At present, the baking-free magnesia-calcium-carbon brick is widely applied to stainless steel refining VOD furnaces, AOD furnaces and LF furnaces, has wide market prospect, and plays a great role in promoting the technical progress of steel enterprises in China. However, the erosion of the baking-free magnesia-calcium-carbon brick for the AOD furnace is mainly the dissolution and permeation of a silicate liquid phase, and the baking-free magnesia-calcium-carbon brick for the VOD ladle bears the erosion of a plurality of chemical media and mechanical acting force in the using process, so that the brick body is cracked and deformed until the brick body falls off; meanwhile, due to the characteristic that the magnesium-calcium refractory material is easy to hydrate, the magnesium-calcium refractory material becomes an important problem for popularization.
Therefore, the problem to be solved by the skilled in the art is how to provide a baking-free magnesia-calcium-carbon brick which has stable chemical properties, excellent mechanical properties and is not easy to hydrate.
Disclosure of Invention
In view of the above, the present invention aims to provide a baking-free magnesia-calcium-carbon brick and a preparation method thereof, so as to solve the defects in the prior art.
In order to achieve the purpose, the invention adopts the following technical scheme:
a baking-free magnesia-calcium-carbon brick comprises the following raw materials in parts by weight: 60-100 parts of calcium magnesite, 20-40 parts of fused magnesia, 5-10 parts of crystalline flake graphite, 3-8 parts of zirconia micro powder, 3-8 parts of silicon carbide micro powder, 2-5 parts of phenolic resin and 2-5 parts of modified asphalt;
preferably: 80 parts of calcium magnesite, 30 parts of fused magnesite, 8 parts of crystalline flake graphite, 5 parts of zirconia micro powder, 5 parts of silicon carbide micro powder, 3 parts of phenolic resin and 3 parts of modified asphalt.
In the invention, the magnesia-calcium sand (killed high-calcium magnesium-site) is a magnesia-calcium refractory raw material, also called high-calcium magnesia sand, and is used for manufacturing magnesia-calcium bricks. With the increase of the calcining temperature, the carbon can be made to be C4AF is distributed among periclase crystal grains and gradually gathered to gaps of the included angles of the periclase crystal grains, so that the high-temperature strength of the brick is improved.
The electrically fused magnesite is an alkaline refractory raw material obtained by electrically fusing magnesite, brucite or magnesium hydroxide extracted from seawater, has high purity, strong hydration resistance, large crystal grains, compact structure, strong slag resistance and good thermal shock stability, and is an excellent high-temperature electrical insulating material.
The flake graphite is natural crystalloid graphite which is shaped like fish phosphorus, belongs to a hexagonal system, is in a layered structure and has good performances of high temperature resistance, electric conduction, heat conduction, lubrication, plasticity, acid and alkali resistance and the like.

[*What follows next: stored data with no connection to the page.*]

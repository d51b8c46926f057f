//! Security policy
//!
//! The data side of command validation: which commands may run, which are
//! refused outright, which command shapes and arguments are dangerous, and
//! how execution budgets are assigned. The policy is handed to the gateway
//! explicitly as a [`SharedPolicy`]; there is no process-wide instance.

mod defaults;
mod patterns;
mod snapshot;

#[cfg(test)]
mod tests;

pub use defaults::{
    default_allowed_commands, default_blocked_commands, default_command_timeouts,
    default_dangerous_args,
};
pub use patterns::{DangerousPattern, builtin_patterns};
pub use snapshot::PolicySnapshot;

use parking_lot::RwLock;
use std::collections::{BTreeMap, BTreeSet};
use std::sync::Arc;
use std::time::Duration;

use crate::config::PolicyConfig;
use crate::error::{SandboxError, SandboxResult};

/// Policy shared between the gateway, sessions and the host
pub type SharedPolicy = Arc<RwLock<SecurityPolicy>>;

/// Shortest budget ever handed out
pub const MIN_TIMEOUT: Duration = Duration::from_millis(1);

/// Command security policy
#[derive(Debug, Clone)]
pub struct SecurityPolicy {
    allowed_commands: BTreeSet<String>,
    blocked_commands: BTreeSet<String>,
    dangerous_patterns: Vec<DangerousPattern>,
    dangerous_args: BTreeSet<String>,
    default_timeout: Duration,
    max_timeout: Duration,
    command_timeouts: BTreeMap<String, Duration>,
    max_command_length: usize,
}

impl Default for SecurityPolicy {
    fn default() -> Self {
        Self {
            allowed_commands: normalize_all(default_allowed_commands()),
            blocked_commands: normalize_all(default_blocked_commands()),
            dangerous_patterns: builtin_patterns(),
            dangerous_args: default_dangerous_args().into_iter().collect(),
            default_timeout: Duration::from_secs(30),
            max_timeout: Duration::from_secs(300),
            command_timeouts: default_command_timeouts(),
            max_command_length: 8192,
        }
    }
}

impl SecurityPolicy {
    /// Build a policy from configuration
    pub fn from_config(config: &PolicyConfig) -> SandboxResult<Self> {
        let mut dangerous_patterns = builtin_patterns();
        for extra in &config.extra_patterns {
            let pattern = DangerousPattern::new(&extra.name, &extra.pattern).map_err(|e| {
                SandboxError::Config(format!("pattern '{}' does not compile: {}", extra.name, e))
            })?;
            dangerous_patterns.push(pattern);
        }

        let policy = Self {
            allowed_commands: normalize_all(config.allowed_commands.clone()),
            blocked_commands: normalize_all(config.blocked_commands.clone()),
            dangerous_patterns,
            dangerous_args: config.dangerous_args.iter().cloned().collect(),
            default_timeout: config.default_timeout,
            max_timeout: config.max_timeout,
            command_timeouts: config
                .command_timeouts
                .iter()
                .map(|(name, timeout)| (normalize(name), *timeout))
                .collect(),
            max_command_length: config.max_command_length,
        };
        policy.export().validate()?;
        Ok(policy)
    }

    /// Wrap into a [`SharedPolicy`]
    pub fn shared(self) -> SharedPolicy {
        Arc::new(RwLock::new(self))
    }

    /// Exact allowlist membership
    pub fn is_allowed(&self, base_command: &str) -> bool {
        self.allowed_commands.contains(base_command)
    }

    /// Blocklist membership, including path and `.exe` forms of the token
    pub fn is_blocked(&self, base_command: &str) -> bool {
        blocklist_forms(base_command).any(|form| self.blocked_commands.contains(&form))
    }

    /// First dangerous pattern matching the command
    pub fn matching_pattern(&self, command: &str) -> Option<&DangerousPattern> {
        self.dangerous_patterns.iter().find(|p| p.is_match(command))
    }

    /// First token that is a known dangerous argument
    pub fn dangerous_arg<'a, I>(&self, tokens: I) -> Option<&'a str>
    where
        I: IntoIterator<Item = &'a str>,
    {
        tokens
            .into_iter()
            .find(|token| self.dangerous_args.contains(*token))
    }

    /// Execution budget for a base command
    ///
    /// An explicit override wins over the per-command table, which wins over
    /// the default. The result is clamped into `[MIN_TIMEOUT, max_timeout]`.
    pub fn effective_timeout(&self, base_command: &str, requested: Option<Duration>) -> Duration {
        let timeout = requested
            .or_else(|| self.command_timeouts.get(base_command).copied())
            .unwrap_or(self.default_timeout);
        timeout.min(self.max_timeout).max(MIN_TIMEOUT)
    }

    /// Add to the allowlist; false if already present
    pub fn allow_command(&mut self, command: &str) -> bool {
        insert_normalized(&mut self.allowed_commands, command)
    }

    /// Remove from the allowlist; false if absent
    pub fn disallow_command(&mut self, command: &str) -> bool {
        self.allowed_commands.remove(&normalize(command))
    }

    /// Add to the blocklist; false if already present
    pub fn block_command(&mut self, command: &str) -> bool {
        insert_normalized(&mut self.blocked_commands, command)
    }

    /// Remove from the blocklist; false if absent
    pub fn unblock_command(&mut self, command: &str) -> bool {
        self.blocked_commands.remove(&normalize(command))
    }

    /// Set the budget for one base command
    pub fn set_command_timeout(&mut self, command: &str, timeout: Duration) {
        let name = normalize(command);
        if !name.is_empty() {
            self.command_timeouts.insert(name, timeout);
        }
    }

    pub fn allowed_commands(&self) -> &BTreeSet<String> {
        &self.allowed_commands
    }

    pub fn blocked_commands(&self) -> &BTreeSet<String> {
        &self.blocked_commands
    }

    pub fn dangerous_patterns(&self) -> &[DangerousPattern] {
        &self.dangerous_patterns
    }

    pub fn dangerous_args(&self) -> &BTreeSet<String> {
        &self.dangerous_args
    }

    pub fn command_timeouts(&self) -> &BTreeMap<String, Duration> {
        &self.command_timeouts
    }

    pub fn default_timeout(&self) -> Duration {
        self.default_timeout
    }

    pub fn max_timeout(&self) -> Duration {
        self.max_timeout
    }

    pub fn max_command_length(&self) -> usize {
        self.max_command_length
    }

    /// Export the mutable state
    pub fn export(&self) -> PolicySnapshot {
        PolicySnapshot {
            default_timeout: self.default_timeout,
            max_timeout: self.max_timeout,
            allowed_commands: self.allowed_commands.clone(),
            blocked_commands: self.blocked_commands.clone(),
        }
    }

    /// Replace the mutable state with a snapshot
    ///
    /// The snapshot is validated first; on error the policy is untouched.
    pub fn import(&mut self, snapshot: PolicySnapshot) -> SandboxResult<()> {
        snapshot.validate()?;
        self.default_timeout = snapshot.default_timeout;
        self.max_timeout = snapshot.max_timeout;
        self.allowed_commands = normalize_all(snapshot.allowed_commands);
        self.blocked_commands = normalize_all(snapshot.blocked_commands);
        Ok(())
    }
}

/// Case-folded first token of a command
pub fn base_command(command: &str) -> Option<String> {
    command.split_whitespace().next().map(str::to_lowercase)
}

fn normalize(command: &str) -> String {
    command.trim().to_lowercase()
}

fn normalize_all(commands: impl IntoIterator<Item = String>) -> BTreeSet<String> {
    commands
        .into_iter()
        .map(|c| normalize(&c))
        .filter(|c| !c.is_empty())
        .collect()
}

fn insert_normalized(set: &mut BTreeSet<String>, command: &str) -> bool {
    let name = normalize(command);
    !name.is_empty() && set.insert(name)
}

/// The token itself, its file name, and the file name without `.exe`
fn blocklist_forms(token: &str) -> impl Iterator<Item = String> {
    let file_name = token.rsplit(['/', '\\']).next().unwrap_or(token).to_string();
    let stem = file_name
        .strip_suffix(".exe")
        .map(str::to_string)
        .unwrap_or_else(|| file_name.clone());
    [token.to_string(), file_name, stem].into_iter()
}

The zirconia micropowder is inactive in chemical property, has the properties of high melting point, high resistivity, high refractive index and low thermal expansion coefficient, and becomes an important high-temperature resistant material, a ceramic insulating material and a ceramic opacifier, and is also a main raw material of artificial drills. According to the invention, the zirconium oxide micro powder is added, so that the zirconium oxide micro powder can react with free calcium oxide with high activity at high temperature to form calcium zirconate solid solution, calcium zirconate generated in situ surrounds calcium oxide, the contact probability of water vapor and calcium oxide is reduced, the hot end of the magnesia-calcium-carbon brick is prevented from reacting with water vapor in the air in the process of transporting the steel ladle, and the stripping times of the magnesia-calcium-carbon brick in the process of using the steel ladle are reduced.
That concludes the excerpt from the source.